Mandibular movements are operated by a pair of antagonistic muscles (Table 1). With a volume of 0.69 mm3, the adductor (m. craniomandibularis internus) constitutes the single largest muscle occurring within the head. The abductor (m. craniomandibularis externus) is much smaller and has a volume of 0.08 mm3.

Front legs

Altogether, 17 muscles were identified within the front leg of the sandworm beetle larva (Table 1, Fig. 3c–e). With a volume of 0.47 mm3, the muscles moving the coxa constitute the largest group, which is followed by the muscles of the trochanter (0.17 mm3). The muscles of the other leg segments have noticeably lower volumes, i.e. femur—0.02 mm3, tibiotarsus—0.03 mm3, and pretarsus—0.04 mm3.

Discussion

Previously, several studies have investigated physiological, behavioral, and anatomical adaptations of different insect groups to arid environments. Nevertheless, the majority of these contributions concerned the adult epigeic forms. In this context, the most commonly mentioned adaptations of desert inhabiting beetles are the specific structuring of the elytra52,53,54,55, the phenomenon of fog basking11, the longevity of the adult forms7,56,57, the morphological modifications of the legs to the psammophilous way of life13, the reduction in egg production58,59, and modifications of circadian rhythms60,61,62. Data on larval adaptations are scarce and extremely general in their nature. It has been mentioned that larvae of some of the desert inhabiting tenebrionids bury themselves in the sand to avoid overheating52, and in the case of some species a rapid larval development following the rain season has been observed63. The scarcity of available information in this context is surprising as larval traits can determine the fitness of adult forms64,65,66, and therefore constitutes an important element for the functioning of a given ecosystem.

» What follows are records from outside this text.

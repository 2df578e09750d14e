use crate::models::{
    common::{CombatStyle, Faction},
    errors::UnitError,
    observer::{EventListeners, ListenerId},
};
use serde::{Deserialize, Serialize};

/// 戦闘ステータスのテンプレート（シナリオから読み込まれる）
#[derive(Debug, Clone, Deserialize, Serialize)]
pub struct CombatStatsTemplate {
    #[serde(default)]
    pub combat_style: CombatStyle,
    pub attack_damage: f64,
    /// 宣言のみでダメージ計算には使用しない
    #[serde(default)]
    pub defense: f64,
    pub max_health: f64,
    /// 1秒あたりの攻撃回数
    pub attack_speed: f64,
}

impl Default for CombatStatsTemplate {
    fn default() -> Self {
        Self {
            combat_style: CombatStyle::Melee,
            attack_damage: 10.0,
            defense: 5.0,
            max_health: 100.0,
            attack_speed: 1.0,
        }
    }
}

impl CombatStatsTemplate {
    /// テンプレートの妥当性を検証
    pub fn validate(&self) -> Result<(), UnitError> {
        if !(self.max_health.is_finite() && self.max_health > 0.0) {
            return Err(UnitError::Configuration(format!(
                "max_health must be positive: {}",
                self.max_health
            )));
        }
        if !(self.attack_speed.is_finite() && self.attack_speed > 0.0) {
            return Err(UnitError::Configuration(format!(
                "attack_speed must be positive: {}",
                self.attack_speed
            )));
        }
        if !(self.attack_damage.is_finite() && self.attack_damage >= 0.0) {
            return Err(UnitError::Configuration(format!(
                "attack_damage must be non-negative: {}",
                self.attack_damage
            )));
        }
        Ok(())
    }
}

/// 体力変化の通知内容
#[derive(Debug, Clone, Copy, PartialEq)]
pub struct HealthChange {
    pub previous_health: f64,
    pub current_health: f64,
    pub max_health: f64,
    pub damage: f64,
}

impl HealthChange {
    pub fn health_percentage(&self) -> f64 {
        self.current_health / self.max_health
    }
}

/// ダメージ適用結果
#[derive(Debug, Clone, Copy, PartialEq)]
pub enum DamageOutcome {
    /// 既に死亡していたため何もしなかった
    AlreadyDead,
    /// 0以下のダメージのため何もしなかった
    Ignored,
    /// 体力が減少した
    Damaged { remaining: f64 },
    /// このダメージで死亡した
    Killed,
}

/// ユニットの戦闘ステータス
///
/// 体力は `take_damage` を通してのみ変化します。
/// 死亡通知は体力が0に達したティックで一度だけ発行されます。
#[derive(Debug)]
pub struct CombatStats {
    pub combat_style: CombatStyle,
    pub attack_damage: f64,
    pub defense: f64,
    pub max_health: f64,
    current_health: f64,
    pub attack_speed: f64,
    pub faction: Faction,

    on_damage_taken: EventListeners<HealthChange>,
    on_death: EventListeners<HealthChange>,
    on_health_changed: EventListeners<HealthChange>,
}

impl CombatStats {
    /// テンプレートから満タンの体力でステータスを生成
    pub fn from_template(template: &CombatStatsTemplate, faction: Faction) -> Result<Self, UnitError> {
        template.validate()?;

        Ok(Self {
            combat_style: template.combat_style,
            attack_damage: template.attack_damage,
            defense: template.defense,
            max_health: template.max_health,
            current_health: template.max_health,
            attack_speed: template.attack_speed,
            faction,
            on_damage_taken: EventListeners::new(),
            on_death: EventListeners::new(),
            on_health_changed: EventListeners::new(),
        })
    }

    pub fn current_health(&self) -> f64 {
        self.current_health
    }

    /// 最大体力に対する現在体力の割合（0.0〜1.0）
    pub fn health_percentage(&self) -> f64 {
        self.current_health / self.max_health
    }

    pub fn is_dead(&self) -> bool {
        self.current_health <= 0.0
    }

    /// ダメージを受ける
    ///
    /// 体力は0未満にならないよう切り詰められます。
    /// ダメージが正の場合は `on_health_changed`、`on_damage_taken` の順で通知し、
    /// 体力が0に達した場合は続けて `on_death` を一度だけ通知します。
    pub fn take_damage(&mut self, damage: f64) -> DamageOutcome {
        if self.is_dead() {
            return DamageOutcome::AlreadyDead;
        }
        if damage.is_nan() || damage <= 0.0 {
            return DamageOutcome::Ignored;
        }

        let previous_health = self.current_health;
        self.current_health = (self.current_health - damage).max(0.0);

        let change = HealthChange {
            previous_health,
            current_health: self.current_health,
            max_health: self.max_health,
            damage,
        };

        self.on_health_changed.emit(&change);
        self.on_damage_taken.emit(&change);

        if self.current_health > 0.0 {
            return DamageOutcome::Damaged {
                remaining: self.current_health,
            };
        }

        self.on_death.emit(&change);
        DamageOutcome::Killed
    }

    pub fn subscribe_to_damage_taken<F: FnMut(&HealthChange) + 'static>(&mut self, listener: F) -> ListenerId {
        self.on_damage_taken.subscribe(listener)
    }

    pub fn unsubscribe_from_damage_taken(&mut self, id: ListenerId) -> bool {
        self.on_damage_taken.unsubscribe(id)
    }

    pub fn subscribe_to_death<F: FnMut(&HealthChange) + 'static>(&mut self, listener: F) -> ListenerId {
        self.on_death.subscribe(listener)
    }

    pub fn unsubscribe_from_death(&mut self, id: ListenerId) -> bool {
        self.on_death.unsubscribe(id)
    }

    pub fn subscribe_to_health_changed<F: FnMut(&HealthChange) + 'static>(&mut self, listener: F) -> ListenerId {
        self.on_health_changed.subscribe(listener)
    }

    pub fn unsubscribe_from_health_changed(&mut self, id: ListenerId) -> bool {
        self.on_health_changed.unsubscribe(id)
    }

    /// 全リスナーを解除（ユニット破棄時）
    pub fn clear_listeners(&mut self) {
        self.on_damage_taken.clear();
        self.on_death.clear();
        self.on_health_changed.clear();
    }

    /// 登録中のリスナー総数
    pub fn listener_count(&self) -> usize {
        self.on_damage_taken.len() + self.on_death.len() + self.on_health_changed.len()
    }
}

Our data revealed that the head is the main digging element, while the enlarged front legs constitute support for its up and down movements (Fig. 1). Analysis of chitin thickness distribution revealed key differences between the sandworm beetle and two reference taxa. Namely, the sand-dwelling larva of G. tibialis possesses unique sclerotizations of the outer edge of the mandibles and the center of frons (Fig. 2b,e). Furthermore, the dorsal surface of mandibles is flattened and extended sideways, providing a larger digging surface (Fig. 2f). The crucial role of the head in the digging process is also highlighted by the musculature, as the group of muscles responsible for the up motion of the head is significantly larger than the antagonistic one (Table 1). Taking into consideration data obtained during the observations it can be concluded that modifications of the front legs of sandworm beetle larva (presence of tubercles, reinforcement of coxal and trochanter chitin, flat pretarsus; Fig. 2) enable them to more firmly move through the sand.

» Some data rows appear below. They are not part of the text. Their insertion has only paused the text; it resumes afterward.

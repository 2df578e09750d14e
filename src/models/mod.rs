// 基本的なデータ型と数学ユーティリティ
pub mod common;
pub mod errors;

// イベント購読とタイマー
pub mod observer;
pub mod timer;

// 衝突ワールドとユニットから見たインターフェース（trait）定義
pub mod physics;
pub mod scene;
pub mod traits;

// ユニットのサブコンポーネント
pub mod animator;
pub mod combat_manager;
pub mod combat_stats;
pub mod obstacle_detector;
pub mod spatial_detector;
pub mod unit_properties;

// ユニット本体、状態機械、スポナー
pub mod spawner;
pub mod states;
pub mod unit;

#[cfg(test)]
pub mod test_support;

// シミュレーションエンジンから使う型の re-export
pub use common::*;
pub use errors::UnitError;
pub use traits::*;
pub use combat_manager::{AttackOutcome, handle_attack};
pub use combat_stats::DamageOutcome;
pub use obstacle_detector::{ObstacleDetector, ObstacleType};
pub use physics::CollisionWorld;
pub use scene::SceneView;
pub use spatial_detector::DetectionResult;
pub use spawner::{PodIndicator, SpawnResult, UnitSpawner};
pub use states::StateAction;
pub use timer::{TimerHandle, TimerWheel};
pub use unit::UnitRoster;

Surprisingly, when buried in the sand, mealworms displayed identical digging behavior to the larvae of the sandworm beetle. This observation suggests that such a digging strategy might be omnipresent within the family of darkling beetles. Tenebrionid larvae—sometimes referred to as the false wireworms—are prone to homoplasy in their morphology22,67. Therefore, this generalistic digging strategy might enable different tenebrionid species to thrive in a wide variety of habitats, such as decaying wood, soil, or sand1. The majority of diagnostic features used in false wireworm descriptions concern the mouthparts and the pygydium21,67,68,69,70,71. Aside from the afore mentioned enlargement of the front legs no apparent modifications to the psammophilous lifestyle were ever listed.

Conclusion

Our study shows that μCT-based thickness distribution analysis is a reliable tool for investigating particular adaptation problems within different insect groups. Specifically, our data revealed the following unique features of sand-digging tenebrionid larvae: thickening and extension of the dorsal surface of mandibles and extention of the inner side of protarsungulus, cuticle reinforcements on the outer mandibular edge, the middle part of the head, and the ventral side of front legs. Our observations also highlight the essential role of the head capsule and mandibles in the digging process.